The challenge facing sponsors and CROs is to develop tools that support site-selection and integrate multiple internal and external sources of site and investigator information, along with survey capabilities, to help select the right sites. The data sources involved have a diverse set of information types, ranging from site experience to start-up and enrolment performance, which are all factored into enrolment projections for a given study.
Delays in study start-up has been an industry issue for a long time now and there is a growing demand for outsourced technologies that could streamline these activities. Site identification and selection, based on the increasing availability of data, is a key area of demand. In response, several industry consortia have been formed to aggregate data and make it available for site selection decision making.
As the landscape evolves, it makes sense to adapt a strategy of using leading-edge tools to leverage the best of what is available in the marketplace for optimum results. Available systems can be used to target rate limiters in the start-up process, and their success is measured by a reduction in cycle times, without compromising quality.
With this combined strategy, you are likely to see a decrease in cycle time with increased transparency of the site selection process as well as from the enhanced tracking capabilities and improved visibility these technology and data-driven approaches provide. Furthermore, acceleration in regulatory collection as well as contracts/budgets negotiation, may contribute to overall faster start-up timelines.
Managing and Tracking Documents and Budget Negotiations
In regulatory document submission and contract and budget negotiations, it is advisable to capitalise on a central site activation management system, which should be used both for standardised and central tracking, as well as to share and exchange draft and final documents with key stakeholders globally.

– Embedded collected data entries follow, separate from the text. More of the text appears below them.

//! A JSON-equivalent grammar built on structural groups, typed terminals,
//! and reducers, checked through the serde_json conversion.

use pushdown::{LangError, Language, Source, Value};

fn pair() -> Value {
    // ["key", ":", value] -> ["key", value]
    Value::reducer(|args| {
        let mut args = args.into_iter();
        let key = args.next().unwrap_or(Value::Nil);
        let value = args.nth(1).unwrap_or(Value::Nil);
        Value::List(vec![key, value])
    })
}

fn object() -> Value {
    Value::reducer(|args| {
        let pairs = args.into_iter().next().unwrap_or(Value::Nil);
        let entries = match pairs {
            Value::List(items) => items
                .into_iter()
                .filter_map(|item| match item {
                    Value::List(pair) => {
                        let mut pair = pair.into_iter();
                        let key = pair.next()?.as_str()?.to_string();
                        Some((key, pair.next()?))
                    }
                    _ => None,
                })
                .collect(),
            _ => Vec::new(),
        };
        Value::Record(entries)
    })
}

fn constant(value: Value) -> Value {
    Value::reducer(move |_| value.clone())
}

fn json() -> Language {
    Source::new()
        .text("Expr = [\"[\" Expr ** \",\" \"]\"]\n")
        .text("     | [\"{\" Pair ** \",\" \"}\" : ")
        .slot(object())
        .text("]\n")
        .text("     | %number\n")
        .text("     | %string\n")
        .text("     | \"true\" : ")
        .slot(constant(Value::Bool(true)))
        .text("\n     | \"false\" : ")
        .slot(constant(Value::Bool(false)))
        .text("\n     | \"null\" : ")
        .slot(constant(Value::Nil))
        .text("\nPair = %string \":\" Expr : ")
        .slot(pair())
        .text("\n")
        .compile()
        .expect("json grammar compiles")
}

#[test]
fn test_scalars() {
    let json = json();
    assert_eq!(json.run_text("null").unwrap().to_json(), serde_json::json!(null));
    assert_eq!(json.run_text(" false ").unwrap().to_json(), serde_json::json!(false));
    assert_eq!(json.run_text(" 123.45 ").unwrap().to_json(), serde_json::json!(123.45));
    assert_eq!(json.run_text("\"foo\"").unwrap().to_json(), serde_json::json!("foo"));
}

#[test]
fn test_arrays() {
    let json = json();
    assert_eq!(json.run_text("[]").unwrap().to_json(), serde_json::json!([]));
    assert_eq!(
        json.run_text("[\"foo\", \"bar\"]").unwrap().to_json(),
        serde_json::json!(["foo", "bar"])
    );
    assert_eq!(
        json.run_text("[1, [2, 3], true]").unwrap().to_json(),
        serde_json::json!([1.0, [2.0, 3.0], true])
    );
}

#[test]
fn test_objects() {
    let json = json();
    assert_eq!(
        json.run_text("{\"x\": {\"y\": {}}}").unwrap().to_json(),
        serde_json::json!({ "x": { "y": {} } })
    );
    assert_eq!(
        json.run_text("{\"a\": 1, \"b\": [true, null]}").unwrap().to_json(),
        serde_json::json!({ "a": 1.0, "b": [true, null] })
    );
}

#[test]
fn test_quoted_strings_are_not_keywords() {
    // "true" in quotes is a string token, never the keyword
    let json = json();
    assert_eq!(
        json.run_text("[\"true\", true]").unwrap().to_json(),
        serde_json::json!(["true", true])
    );
}

#[test]
fn test_malformed_documents_are_rejected() {
    let json = json();
    for input in ["[1, ]", "{\"a\" 1}", "{1: 2}", "[1", "1]"] {
        let err = json.run_text(input).expect_err(input);
        assert!(matches!(err, LangError::ParseFailed { .. }), "{}: {:?}", input, err);
    }
}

The system can be used to track baseline, planned and actual dates for regulatory and ethics agency submissions/approvals. Furthermore, the system permits approved documents be directly exported from the final start-up package directly into the electronic trial master file (eTMF) for final filing.
Aligning Innovation with Processes
Part of the process of introducing new technology is to ensure that it is integrated into the workflow to improve efficiency, along with ensuring global compliance. The approach taken depends on how disruptive the technology is going to be. In some cases, you can just update existing procedures while others require the introduction of a new process. Regardless it is important to ensure that the process is fully aligned and complementary to the technology.

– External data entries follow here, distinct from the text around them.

//! Base tokenization
//!
//!     Raw tokenization of source segments using the logos lexer. This is
//!     the entry point where text becomes a token stream; the skeleton
//!     stage operates on what this produces.
//!
//!     The scanner is mode-stacked in the small: `main` mode is the logos
//!     machine; line and block comments switch the driver into plain
//!     scan-to-terminator modes. Comment state persists across segment
//!     boundaries so that an interpolation slot inside a comment is
//!     consumed but never emitted.

use logos::Logos;

use crate::lang::token::{Span, Token, TokenKind};
use crate::lang::value::Value;

/// Raw token classes recognized in `main` mode.
///
/// Comment openers are matched together with any operator characters that
/// follow them so that a run like `///` still opens a comment (the driver
/// consumes exactly the two marker characters and hands the rest to the
/// comment mode).
#[derive(Logos, Debug, Clone, PartialEq)]
#[logos(skip r"[ \t\r]+")]
enum RawToken {
    #[regex(r"\n[ \t\r\n]*")]
    Line,

    #[regex(r"//[!@#%^&*\-+=|/:<>.?~]*", priority = 10)]
    LineCommentStart,

    #[regex(r"/\*[!@#%^&*\-+=|/:<>.?~]*", priority = 10)]
    BlockCommentStart,

    #[regex(r#""(?:\\["\\]|[^\n"\\])*""#, unquote)]
    #[regex(r#"'(?:\\['\\]|[^\n'\\])*'"#, unquote)]
    Str(String),

    #[regex(r"0x[0-9A-Fa-f][0-9A-Fa-f_]*", |lex| parse_radix(lex.slice(), 16))]
    #[regex(r"0o[0-7][0-7_]*", |lex| parse_radix(lex.slice(), 8))]
    #[regex(r"0b[01][01_]*", |lex| parse_radix(lex.slice(), 2))]
    #[regex(r"-?[0-9][0-9_]*(?:\.[0-9_]*)?(?:[eE][+-]?[0-9][0-9_]*)?", parse_decimal)]
    Number(f64),

    #[regex(r"[A-Za-z_$][A-Za-z0-9_$]*", |lex| lex.slice().to_string())]
    Identifier(String),

    #[regex(r"[,;(){}\[\]]", |lex| lex.slice().to_string())]
    Punctuation(String),

    #[regex(r"[!@#%^&*\-+=|/:<>.?~]+", |lex| lex.slice().to_string())]
    Operator(String),
}

fn unquote(lex: &mut logos::Lexer<'_, RawToken>) -> String {
    let slice = lex.slice();
    let inner = &slice[1..slice.len() - 1];
    let mut out = String::with_capacity(inner.len());
    let mut chars = inner.chars();
    while let Some(c) = chars.next() {
        if c == '\\' {
            if let Some(escaped) = chars.next() {
                out.push(escaped);
            }
        } else {
            out.push(c);
        }
    }
    out
}

fn parse_decimal(lex: &mut logos::Lexer<'_, RawToken>) -> Option<f64> {
    lex.slice().replace('_', "").parse::<f64>().ok()
}

fn parse_radix(slice: &str, radix: u32) -> Option<f64> {
    let digits = slice[2..].replace('_', "");
    u64::from_str_radix(&digits, radix).ok().map(|n| n as f64)
}

#[derive(Debug, Clone, Copy, PartialEq, Eq)]
enum Mode {
    Main,
    LineComment,
    BlockComment,
}

struct Scanner {
    tokens: Vec<Token>,
    mode: Mode,
    pos: Span,
}

impl Scanner {
    fn new() -> Scanner {
        Scanner { tokens: Vec::new(), mode: Mode::Main, pos: Span::default() }
    }

    fn advance(&mut self, text: &str) {
        for c in text.chars() {
            if c == '\n' {
                self.pos.line += 1;
                self.pos.col = 1;
            } else {
                self.pos.col += 1;
            }
        }
        self.pos.offset += text.len();
    }

    fn emit(&mut self, kind: TokenKind, value: Value, span: Span) {
        self.tokens.push(Token { kind, value, span });
    }

    fn scan_segment(&mut self, segment: &str) {
        let mut rest = 0;
        while rest < segment.len() {
            match self.mode {
                Mode::Main => rest = self.scan_main(segment, rest),
                Mode::LineComment => rest = self.scan_line_comment(segment, rest),
                Mode::BlockComment => rest = self.scan_block_comment(segment, rest),
            }
        }
    }

    /// Run the logos machine from `rest`; returns the new offset, having
    /// switched mode if a comment opener was hit.
    fn scan_main(&mut self, segment: &str, rest: usize) -> usize {
        let slice = &segment[rest..];
        let mut lexer = RawToken::lexer(slice);
        let mut last_end = 0;
        while let Some(item) = lexer.next() {
            let span = lexer.span();
            self.advance(&slice[last_end..span.start]);
            let token_span = self.pos;
            let text = &slice[span.start..span.end];
            last_end = span.end;
            match item {
                Ok(RawToken::LineCommentStart) => {
                    self.advance(&text[..2]);
                    self.mode = Mode::LineComment;
                    return rest + span.start + 2;
                }
                Ok(RawToken::BlockCommentStart) => {
                    self.advance(&text[..2]);
                    self.mode = Mode::BlockComment;
                    return rest + span.start + 2;
                }
                Ok(raw) => {
                    self.advance(text);
                    match raw {
                        RawToken::Line => self.emit(TokenKind::Line, Value::string(text), token_span),
                        RawToken::Str(s) => {
                            self.emit(TokenKind::Value, Value::string(&s), token_span)
                        }
                        RawToken::Number(n) => {
                            self.emit(TokenKind::Value, Value::Number(n), token_span)
                        }
                        RawToken::Identifier(s) => {
                            self.emit(TokenKind::Identifier, Value::string(&s), token_span)
                        }
                        RawToken::Punctuation(s) => {
                            self.emit(TokenKind::Punctuation, Value::string(&s), token_span)
                        }
                        RawToken::Operator(s) => {
                            self.emit(TokenKind::Operator, Value::string(&s), token_span)
                        }
                        RawToken::LineCommentStart | RawToken::BlockCommentStart => {}
                    }
                }
                // unrecognized characters are skipped, not errors
                Err(()) => self.advance(text),
            }
        }
        self.advance(&slice[last_end..]);
        segment.len()
    }

    /// Scan to the end of a line comment. The terminating newline run is
    /// emitted as a line token; a comment that reaches the end of the
    /// segment continues into the next one.
    fn scan_line_comment(&mut self, segment: &str, rest: usize) -> usize {
        let slice = &segment[rest..];
        match slice.find('\n') {
            None => {
                self.advance(slice);
                segment.len()
            }
            Some(i) => {
                self.advance(&slice[..i]);
                let after = &slice[i..];
                let run: usize = after
                    .char_indices()
                    .take_while(|(_, c)| c.is_ascii_whitespace())
                    .map(|(j, c)| j + c.len_utf8())
                    .last()
                    .unwrap_or(0);
                let text = &after[..run];
                let token_span = self.pos;
                self.advance(text);
                self.emit(TokenKind::Line, Value::string(text), token_span);
                self.mode = Mode::Main;
                rest + i + run
            }
        }
    }

    fn scan_block_comment(&mut self, segment: &str, rest: usize) -> usize {
        let slice = &segment[rest..];
        match slice.find("*/") {
            None => {
                self.advance(slice);
                segment.len()
            }
            Some(i) => {
                self.advance(&slice[..i + 2]);
                self.mode = Mode::Main;
                rest + i + 2
            }
        }
    }
}

/// Scan all segments, consuming one interpolated value at each boundary.
/// An interpolation reached while the scanner is inside a comment is
/// consumed but not emitted.
pub fn scan(segments: &[&str], interpolations: Vec<Value>) -> Vec<Token> {
    let mut scanner = Scanner::new();
    let mut values = interpolations.into_iter();
    let last = segments.len().saturating_sub(1);
    for (i, segment) in segments.iter().enumerate() {
        scanner.scan_segment(segment);
        if i < last {
            if let Some(value) = values.next() {
                if scanner.mode == Mode::Main {
                    let span = scanner.pos;
                    scanner.emit(TokenKind::Value, value, span);
                }
            }
        }
    }
    scanner.tokens
}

Site activation tools may manage various types of information from CTMS systems (including, but not limited to, investigator and organisation name, contact details, site number, pre-study visit date, site initiation visit date) and from the eTMF (e.g. document nomenclature).

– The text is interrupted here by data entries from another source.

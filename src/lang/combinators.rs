//! Parser combinator engine
//!
//!     The execution engine the grammar compiler composes. A [Parser] is a
//!     cheaply clonable handle over a closed set of primitives: terminal
//!     matchers, ordered choice, sequencing with a reducer, bounded
//!     repetition, separated lists, lookahead, delimiter-wrapped
//!     structures, a left-fold precedence chain, and lazily resolved rule
//!     references.
//!
//!     Execution is purely functional over an immutable cursor into a
//!     token-tree slice: a parser either succeeds with a value and a new
//!     position or fails, and a failed alternative leaves no observable
//!     side effect. Backtracking is cursor restoration, nothing more.
//!
//!     Recursion depth is the one resource bound. An invalid grammar can
//!     tie a rule to itself with no intervening consumption; the depth cap
//!     turns what would be stack exhaustion into a reportable error, which
//!     is what lets the compiler's eager-forcing pass detect unbounded
//!     left recursion at build time.

use std::cell::RefCell;
use std::fmt;
use std::rc::Rc;

use crate::lang::token::{Span, Token, TokenKind, TokenTree};
use crate::lang::value::{ReducerFn, Value};

/// Recursion cap for a single parse. Deep enough for any realistic input
/// nesting, shallow enough to fail fast on non-consuming rule cycles.
pub const MAX_DEPTH: usize = 2048;

pub type TokenTestFn = Rc<dyn Fn(&Token) -> bool>;

#[derive(Clone)]
pub struct Parser {
    imp: Rc<Imp>,
}

enum Imp {
    /// Always succeeds with `Value::Nil`, consuming nothing.
    Nil,
    /// One leaf token whose value equals the literal.
    Literal(Value),
    /// One leaf token of the given kind; yields the token's value.
    TokenType(TokenKind),
    /// One leaf token satisfying a custom predicate.
    Test { name: Rc<str>, test: TokenTestFn },
    Seq { reduce: Option<ReducerFn>, items: Vec<Parser> },
    Alt(Vec<Parser>),
    Repeat { item: Parser, min: usize },
    SepBy { item: Parser, sep: Parser, min: usize },
    Not(Parser),
    Peek(Parser),
    /// One structure node with matching delimiters; `inner` must consume
    /// all of its children.
    Wrapped { start: Value, end: Value, inner: Parser },
    /// Left-associative precedence chain: base, then any number of arm
    /// matches folded onto the accumulator left to right.
    FoldLeft { base: Parser, arms: Vec<FoldArm> },
    /// A forward or self reference, resolved through its cell on first use.
    Lazy(ForwardCell),
}

/// One operator arm of a fold chain. `combine` receives the accumulator
/// followed by the arm's matched values.
#[derive(Clone)]
pub struct FoldArm {
    pub items: Vec<Parser>,
    pub combine: ReducerFn,
}

/// Indirection cell backing lazy rule references: empty until the named
/// rule is bound, then shared by every reference to it.
#[derive(Clone)]
pub struct ForwardCell {
    name: Rc<str>,
    slot: Rc<RefCell<Option<Parser>>>,
}

impl ForwardCell {
    pub fn new(name: &str) -> ForwardCell {
        ForwardCell { name: Rc::from(name), slot: Rc::new(RefCell::new(None)) }
    }

    pub fn name(&self) -> &str {
        &self.name
    }

    pub fn fill(&self, parser: Parser) {
        *self.slot.borrow_mut() = Some(parser);
    }

    fn get(&self) -> Option<Parser> {
        self.slot.borrow().clone()
    }
}

#[derive(Debug, Clone, PartialEq)]
pub enum ParseError {
    /// Backtrackable failure at a position.
    Mismatch { expected: String, at: usize, span: Option<Span> },
    /// A lazy reference whose rule was never bound. Fatal.
    UnresolvedRule { name: String },
    /// Recursion cap hit: a non-consuming rule cycle. Fatal.
    DepthExceeded,
}

impl ParseError {
    /// Fatal errors abort alternation instead of backtracking.
    pub fn is_fatal(&self) -> bool {
        !matches!(self, ParseError::Mismatch { .. })
    }
}

impl fmt::Display for ParseError {
    fn fmt(&self, f: &mut fmt::Formatter<'_>) -> fmt::Result {
        match self {
            ParseError::Mismatch { expected, span, .. } => {
                write!(f, "expected {}", expected)?;
                if let Some(span) = span {
                    write!(f, " at {}", span)?;
                }
                Ok(())
            }
            ParseError::UnresolvedRule { name } => write!(f, "unresolved rule: {}", name),
            ParseError::DepthExceeded => write!(f, "recursion limit exceeded"),
        }
    }
}

fn mismatch(expected: impl Into<String>, nodes: &[TokenTree], at: usize) -> ParseError {
    ParseError::Mismatch {
        expected: expected.into(),
        at,
        span: nodes.get(at).map(TokenTree::span),
    }
}

impl Parser {
    fn new(imp: Imp) -> Parser {
        Parser { imp: Rc::new(imp) }
    }

    pub fn nil() -> Parser {
        Parser::new(Imp::Nil)
    }

    pub fn literal(value: Value) -> Parser {
        Parser::new(Imp::Literal(value))
    }

    pub fn token_type(kind: TokenKind) -> Parser {
        Parser::new(Imp::TokenType(kind))
    }

    pub fn test(name: &str, test: TokenTestFn) -> Parser {
        Parser::new(Imp::Test { name: Rc::from(name), test })
    }

    pub fn seq(reduce: Option<ReducerFn>, items: Vec<Parser>) -> Parser {
        Parser::new(Imp::Seq { reduce, items })
    }

    pub fn alt(arms: Vec<Parser>) -> Parser {
        Parser::new(Imp::Alt(arms))
    }

    pub fn repeat(item: Parser, min: usize) -> Parser {
        Parser::new(Imp::Repeat { item, min })
    }

    pub fn sep_by(item: Parser, sep: Parser, min: usize) -> Parser {
        Parser::new(Imp::SepBy { item, sep, min })
    }

    pub fn maybe(item: Parser) -> Parser {
        Parser::alt(vec![item, Parser::nil()])
    }

    pub fn not(item: Parser) -> Parser {
        Parser::new(Imp::Not(item))
    }

    pub fn peek(item: Parser) -> Parser {
        Parser::new(Imp::Peek(item))
    }

    pub fn wrapped(start: Value, end: Value, inner: Parser) -> Parser {
        Parser::new(Imp::Wrapped { start, end, inner })
    }

    pub fn fold_left(base: Parser, arms: Vec<FoldArm>) -> Parser {
        Parser::new(Imp::FoldLeft { base, arms })
    }

    pub fn lazy(cell: ForwardCell) -> Parser {
        Parser::new(Imp::Lazy(cell))
    }

    /// Identity comparison; two handles are the same parser when they share
    /// one primitive node.
    pub fn same(&self, other: &Parser) -> bool {
        Rc::ptr_eq(&self.imp, &other.imp)
    }

    /// Run against a full token tree, requiring all input consumed.
    pub fn parse(&self, nodes: &[TokenTree]) -> Result<Value, ParseError> {
        let (value, at) = self.run(nodes, 0, 0)?;
        if at < nodes.len() {
            return Err(mismatch("end of input", nodes, at));
        }
        Ok(value)
    }

    fn run(
        &self,
        nodes: &[TokenTree],
        at: usize,
        depth: usize,
    ) -> Result<(Value, usize), ParseError> {
        if depth > MAX_DEPTH {
            return Err(ParseError::DepthExceeded);
        }
        let depth = depth + 1;
        match &*self.imp {
            Imp::Nil => Ok((Value::Nil, at)),
            Imp::Literal(value) => match leaf(nodes, at) {
                Some(token) if token.value == *value => Ok((token.value.clone(), at + 1)),
                _ => Err(mismatch(value.to_string(), nodes, at)),
            },
            Imp::TokenType(kind) => match leaf(nodes, at) {
                Some(token) if token.kind == *kind => Ok((token.value.clone(), at + 1)),
                _ => Err(mismatch(format!("{:?} token", kind), nodes, at)),
            },
            Imp::Test { name, test } => match leaf(nodes, at) {
                Some(token) if test(token) => Ok((token.value.clone(), at + 1)),
                _ => Err(mismatch(name.to_string(), nodes, at)),
            },
            Imp::Seq { reduce, items } => {
                let (values, next) = run_items(items, nodes, at, depth)?;
                Ok((apply_reduce(reduce, values), next))
            }
            Imp::Alt(arms) => {
                let mut best: Option<ParseError> = None;
                for arm in arms {
                    match arm.run(nodes, at, depth) {
                        Ok(result) => return Ok(result),
                        Err(err) if err.is_fatal() => return Err(err),
                        Err(err) => best = Some(further(best.take(), err)),
                    }
                }
                Err(best.unwrap_or_else(|| mismatch("one of no alternatives", nodes, at)))
            }
            Imp::Repeat { item, min } => {
                let mut values = Vec::new();
                let mut at = at;
                loop {
                    match item.run(nodes, at, depth) {
                        Ok((value, next)) => {
                            values.push(value);
                            // a non-consuming success would repeat forever
                            if next == at {
                                break;
                            }
                            at = next;
                        }
                        Err(err) if err.is_fatal() => return Err(err),
                        Err(_) => break,
                    }
                }
                if values.len() < *min {
                    return Err(mismatch("at least one repetition", nodes, at));
                }
                Ok((Value::List(values), at))
            }
            Imp::SepBy { item, sep, min } => {
                let mut values = Vec::new();
                let mut at = at;
                match item.run(nodes, at, depth) {
                    Ok((value, next)) => {
                        values.push(value);
                        at = next;
                        loop {
                            let rewind = at;
                            let sep_next = match sep.run(nodes, at, depth) {
                                Ok((_, next)) => next,
                                Err(err) if err.is_fatal() => return Err(err),
                                Err(_) => break,
                            };
                            match item.run(nodes, sep_next, depth) {
                                Ok((value, next)) => {
                                    values.push(value);
                                    if next == rewind {
                                        break;
                                    }
                                    at = next;
                                }
                                Err(err) if err.is_fatal() => return Err(err),
                                Err(_) => {
                                    at = rewind;
                                    break;
                                }
                            }
                        }
                    }
                    Err(err) if err.is_fatal() => return Err(err),
                    Err(err) => {
                        if *min > 0 {
                            return Err(err);
                        }
                    }
                }
                if values.len() < *min {
                    return Err(mismatch("at least one list item", nodes, at));
                }
                Ok((Value::List(values), at))
            }
            Imp::Not(item) => match item.run(nodes, at, depth) {
                Ok(_) => Err(mismatch("anything else", nodes, at)),
                Err(err) if err.is_fatal() => Err(err),
                Err(_) => Ok((Value::Nil, at)),
            },
            Imp::Peek(item) => {
                let (value, _) = item.run(nodes, at, depth)?;
                Ok((value, at))
            }
            Imp::Wrapped { start, end, inner } => {
                let structure = match nodes.get(at) {
                    Some(TokenTree::Structure(s)) => s,
                    _ => return Err(mismatch(format!("{} group", start), nodes, at)),
                };
                let closed = match &structure.end {
                    Some(end_token) => end_token.value == *end,
                    None => false,
                };
                if structure.start.value != *start || !closed {
                    return Err(mismatch(format!("{} {} group", start, end), nodes, at));
                }
                let (value, used) = inner.run(&structure.children, 0, depth)?;
                if used < structure.children.len() {
                    return Err(mismatch(end.to_string(), &structure.children, used));
                }
                Ok((value, at + 1))
            }
            Imp::FoldLeft { base, arms } => {
                let (mut acc, mut at) = base.run(nodes, at, depth)?;
                'fold: loop {
                    for arm in arms {
                        match run_items(&arm.items, nodes, at, depth) {
                            Ok((values, next)) => {
                                if next == at {
                                    break 'fold;
                                }
                                let mut args = Vec::with_capacity(values.len() + 1);
                                args.push(acc);
                                args.extend(values);
                                acc = (arm.combine)(args);
                                at = next;
                                continue 'fold;
                            }
                            Err(err) if err.is_fatal() => return Err(err),
                            Err(_) => {}
                        }
                    }
                    break;
                }
                Ok((acc, at))
            }
            Imp::Lazy(cell) => match cell.get() {
                Some(parser) => parser.run(nodes, at, depth),
                None => Err(ParseError::UnresolvedRule { name: cell.name().to_string() }),
            },
        }
    }
}

impl fmt::Debug for Parser {
    fn fmt(&self, f: &mut fmt::Formatter<'_>) -> fmt::Result {
        let name = match &*self.imp {
            Imp::Nil => "nil",
            Imp::Literal(_) => "literal",
            Imp::TokenType(_) => "token",
            Imp::Test { .. } => "test",
            Imp::Seq { .. } => "seq",
            Imp::Alt(_) => "alt",
            Imp::Repeat { .. } => "repeat",
            Imp::SepBy { .. } => "sep-by",
            Imp::Not(_) => "not",
            Imp::Peek(_) => "peek",
            Imp::Wrapped { .. } => "wrapped",
            Imp::FoldLeft { .. } => "fold-left",
            Imp::Lazy(_) => "lazy",
        };
        write!(f, "Parser({})", name)
    }
}

fn leaf(nodes: &[TokenTree], at: usize) -> Option<&Token> {
    nodes.get(at).and_then(TokenTree::as_token)
}

fn run_items(
    items: &[Parser],
    nodes: &[TokenTree],
    at: usize,
    depth: usize,
) -> Result<(Vec<Value>, usize), ParseError> {
    let mut values = Vec::with_capacity(items.len());
    let mut at = at;
    for item in items {
        let (value, next) = item.run(nodes, at, depth)?;
        values.push(value);
        at = next;
    }
    Ok((values, at))
}

fn apply_reduce(reduce: &Option<ReducerFn>, values: Vec<Value>) -> Value {
    match reduce {
        Some(f) => f(values),
        // identity: a sequence without a mapping function yields its first value
        None => values.into_iter().next().unwrap_or(Value::Nil),
    }
}

/// Between two mismatches, keep the one that got further into the input.
fn further(best: Option<ParseError>, err: ParseError) -> ParseError {
    match (best, err) {
        (None, err) => err,
        (
            Some(ParseError::Mismatch { expected, at, span }),
            ParseError::Mismatch { expected: e2, at: a2, span: s2 },
        ) => {
            if a2 > at {
                ParseError::Mismatch { expected: e2, at: a2, span: s2 }
            } else {
                ParseError::Mismatch { expected, at, span }
            }
        }
        (Some(best), _) => best,
    }
}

The Promise of Evolving New Technologies
Improving the use of data analytics and technology would allow for an increased ability to re-use site information on multiple studies and reduce the time between site selection and initiation. In addition, it could support increased engagement and partnering with sites with known patient populations. Another great opportunity is in the promise of AI and machine learning.
With these technologies, we would be able to ask open-ended questions and develop greater insights from sites and patients about what it will take to successfully deliver a study. These insights can then be incorporated into the organisation’s operational strategy, creating the infrastructure for using data analytics and technology to improve site selection and study start-up processes.